§ YOUR ASSIGNMENT
Among the lines below, how many have the word "unchanged"? The reply is that number alone.
========
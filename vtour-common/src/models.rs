//! Entity models for the tour processing lifecycle
//!
//! **[TPS-DM-010]** Tour is the aggregate root; Room and Photo are owned by
//! Tour. Wire format is camelCase JSON with lowercase status/step strings so
//! existing clients of the HTTP API keep working unchanged.

use chrono::{DateTime, Utc};
use serde::{Deserialize, Serialize};

/// **[TPS-DM-020]** Tour lifecycle status
#[derive(Debug, Clone, Copy, PartialEq, Eq, Serialize, Deserialize)]
#[serde(rename_all = "lowercase")]
pub enum TourStatus {
    /// Created, waiting for photos
    Uploading,
    /// Photos received, pipeline running
    Processing,
    /// Pipeline finished successfully (terminal)
    Completed,
    /// Pipeline aborted (terminal)
    Failed,
}

/// **[TPS-DM-030]** Pipeline stage marker stored on the tour record
#[derive(Debug, Clone, Copy, PartialEq, Eq, Serialize, Deserialize)]
#[serde(rename_all = "lowercase")]
pub enum ProcessingStep {
    /// Initial step before any pipeline run
    Upload,
    /// Room detection over the uploaded photos
    Analysis,
    /// Depth estimation
    Depth,
    /// Tour assembly and navigation setup
    Assembly,
    /// Terminal success marker
    Completed,
    /// Terminal failure marker
    Failed,
}

impl TourStatus {
    /// Terminal states never transition again
    pub fn is_terminal(&self) -> bool {
        matches!(self, TourStatus::Completed | TourStatus::Failed)
    }
}

/// One virtual-tour generation job (aggregate root)
#[derive(Debug, Clone, Serialize, Deserialize)]
#[serde(rename_all = "camelCase")]
pub struct Tour {
    pub id: i64,
    pub title: String,
    pub status: TourStatus,
    pub total_photos: u32,
    pub processed_photos: u32,
    pub processing_step: ProcessingStep,
    /// Set once at creation, immutable afterwards
    pub created_at: DateTime<Utc>,
    /// None until terminal success
    pub completed_at: Option<DateTime<Utc>>,
}

/// A detected sub-space of a Tour, carrying a navigation identity in the viewer
#[derive(Debug, Clone, Serialize, Deserialize)]
#[serde(rename_all = "camelCase")]
pub struct Room {
    pub id: i64,
    pub tour_id: i64,
    pub name: String,
    /// Enum-like free text: living_room, kitchen, bedroom, bathroom, ...
    #[serde(rename = "type")]
    pub room_type: String,
    /// Detection confidence, 0-100
    pub confidence: u8,
    pub photo_count: u32,
    pub thumbnail_url: Option<String>,
}

/// One uploaded source image belonging to a Tour and optionally a Room
#[derive(Debug, Clone, Serialize, Deserialize)]
#[serde(rename_all = "camelCase")]
pub struct Photo {
    pub id: i64,
    pub tour_id: i64,
    /// Never assigned by the pipeline; reserved for a future assignment policy
    pub room_id: Option<i64>,
    pub filename: String,
    pub original_name: String,
    pub url: String,
    pub thumbnail_url: Option<String>,
    /// None until measured
    pub width: Option<u32>,
    pub height: Option<u32>,
    pub processed: bool,
    /// Stamped by the store at creation, immutable afterwards
    pub uploaded_at: DateTime<Utc>,
}

/// Creation payload for a Tour (id/createdAt/completedAt are store-assigned)
#[derive(Debug, Clone, Serialize, Deserialize)]
#[serde(rename_all = "camelCase")]
pub struct NewTour {
    pub title: String,
    #[serde(default = "default_tour_status")]
    pub status: TourStatus,
    #[serde(default)]
    pub total_photos: u32,
    #[serde(default)]
    pub processed_photos: u32,
    #[serde(default = "default_processing_step")]
    pub processing_step: ProcessingStep,
}

fn default_tour_status() -> TourStatus {
    TourStatus::Uploading
}

fn default_processing_step() -> ProcessingStep {
    ProcessingStep::Upload
}

/// Creation payload for a Room (id is store-assigned)
#[derive(Debug, Clone, Serialize, Deserialize)]
#[serde(rename_all = "camelCase")]
pub struct NewRoom {
    pub tour_id: i64,
    pub name: String,
    #[serde(rename = "type")]
    pub room_type: String,
    pub confidence: u8,
    pub photo_count: u32,
    pub thumbnail_url: Option<String>,
}

/// Creation payload for a Photo (id/uploadedAt are store-assigned)
#[derive(Debug, Clone, Serialize, Deserialize)]
#[serde(rename_all = "camelCase")]
pub struct NewPhoto {
    pub tour_id: i64,
    pub room_id: Option<i64>,
    pub filename: String,
    pub original_name: String,
    pub url: String,
    pub thumbnail_url: Option<String>,
    pub width: Option<u32>,
    pub height: Option<u32>,
    pub processed: bool,
}

/// **[TPS-DM-040]** Shallow partial update for a Tour
///
/// `None` fields are left unchanged. The store applies patches verbatim and
/// does NOT validate status transitions; transition discipline belongs to the
/// pipeline.
#[derive(Debug, Clone, Default, Serialize, Deserialize)]
#[serde(rename_all = "camelCase", default)]
pub struct TourPatch {
    pub title: Option<String>,
    pub status: Option<TourStatus>,
    pub total_photos: Option<u32>,
    pub processed_photos: Option<u32>,
    pub processing_step: Option<ProcessingStep>,
    pub completed_at: Option<DateTime<Utc>>,
}

impl TourPatch {
    /// Merge the present fields into `tour`
    pub fn apply_to(&self, tour: &mut Tour) {
        if let Some(title) = &self.title {
            tour.title = title.clone();
        }
        if let Some(status) = self.status {
            tour.status = status;
        }
        if let Some(total) = self.total_photos {
            tour.total_photos = total;
        }
        if let Some(processed) = self.processed_photos {
            tour.processed_photos = processed;
        }
        if let Some(step) = self.processing_step {
            tour.processing_step = step;
        }
        if let Some(completed_at) = self.completed_at {
            tour.completed_at = Some(completed_at);
        }
    }
}

/// Shallow partial update for a Room
#[derive(Debug, Clone, Default, Serialize, Deserialize)]
#[serde(rename_all = "camelCase", default)]
pub struct RoomPatch {
    pub name: Option<String>,
    #[serde(rename = "type")]
    pub room_type: Option<String>,
    pub confidence: Option<u8>,
    pub photo_count: Option<u32>,
    pub thumbnail_url: Option<String>,
}

impl RoomPatch {
    pub fn apply_to(&self, room: &mut Room) {
        if let Some(name) = &self.name {
            room.name = name.clone();
        }
        if let Some(room_type) = &self.room_type {
            room.room_type = room_type.clone();
        }
        if let Some(confidence) = self.confidence {
            room.confidence = confidence;
        }
        if let Some(photo_count) = self.photo_count {
            room.photo_count = photo_count;
        }
        if let Some(thumbnail_url) = &self.thumbnail_url {
            room.thumbnail_url = Some(thumbnail_url.clone());
        }
    }
}

/// Shallow partial update for a Photo
#[derive(Debug, Clone, Default, Serialize, Deserialize)]
#[serde(rename_all = "camelCase", default)]
pub struct PhotoPatch {
    pub room_id: Option<i64>,
    pub thumbnail_url: Option<String>,
    pub width: Option<u32>,
    pub height: Option<u32>,
    pub processed: Option<bool>,
}

impl PhotoPatch {
    pub fn apply_to(&self, photo: &mut Photo) {
        if let Some(room_id) = self.room_id {
            photo.room_id = Some(room_id);
        }
        if let Some(thumbnail_url) = &self.thumbnail_url {
            photo.thumbnail_url = Some(thumbnail_url.clone());
        }
        if let Some(width) = self.width {
            photo.width = Some(width);
        }
        if let Some(height) = self.height {
            photo.height = Some(height);
        }
        if let Some(processed) = self.processed {
            photo.processed = processed;
        }
    }
}
//! Stage 4: COMPLETED
//!
//! Terminal success. One atomic update flips status, step, the processed
//! counter and `completedAt` together so pollers never observe a
//! half-completed tour.

use super::{processed_after, PipelineOrchestrator};
use anyhow::{anyhow, Result};
use chrono::Utc;
use tokio_util::sync::CancellationToken;
use vtour_common::events::TourEvent;
use vtour_common::models::{ProcessingStep, TourPatch, TourStatus};

impl PipelineOrchestrator {
    pub(super) async fn phase_completion(
        &self,
        tour_id: i64,
        cancel: &CancellationToken,
    ) -> Result<()> {
        self.pace(self.schedule().completion, cancel).await?;

        let total = self
            .store()
            .tour(tour_id)
            .await
            .ok_or_else(|| anyhow!("tour {tour_id} disappeared mid-run"))?
            .total_photos;
        let processed = processed_after(ProcessingStep::Completed, total);

        self.store()
            .update_tour(
                tour_id,
                TourPatch {
                    status: Some(TourStatus::Completed),
                    processing_step: Some(ProcessingStep::Completed),
                    processed_photos: Some(processed),
                    completed_at: Some(Utc::now()),
                    ..Default::default()
                },
            )
            .await
            .ok_or_else(|| anyhow!("tour {tour_id} disappeared mid-run"))?;

        tracing::info!(tour_id, processed, "Stage 4: COMPLETED");
        self.event_bus().emit_lossy(TourEvent::StageReached {
            tour_id,
            step: ProcessingStep::Completed,
            processed_photos: processed,
            timestamp: Utc::now(),
        });
        self.event_bus().emit_lossy(TourEvent::TourCompleted {
            tour_id,
            timestamp: Utc::now(),
        });

        Ok(())
    }
}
========
§ TASK ANSWER
2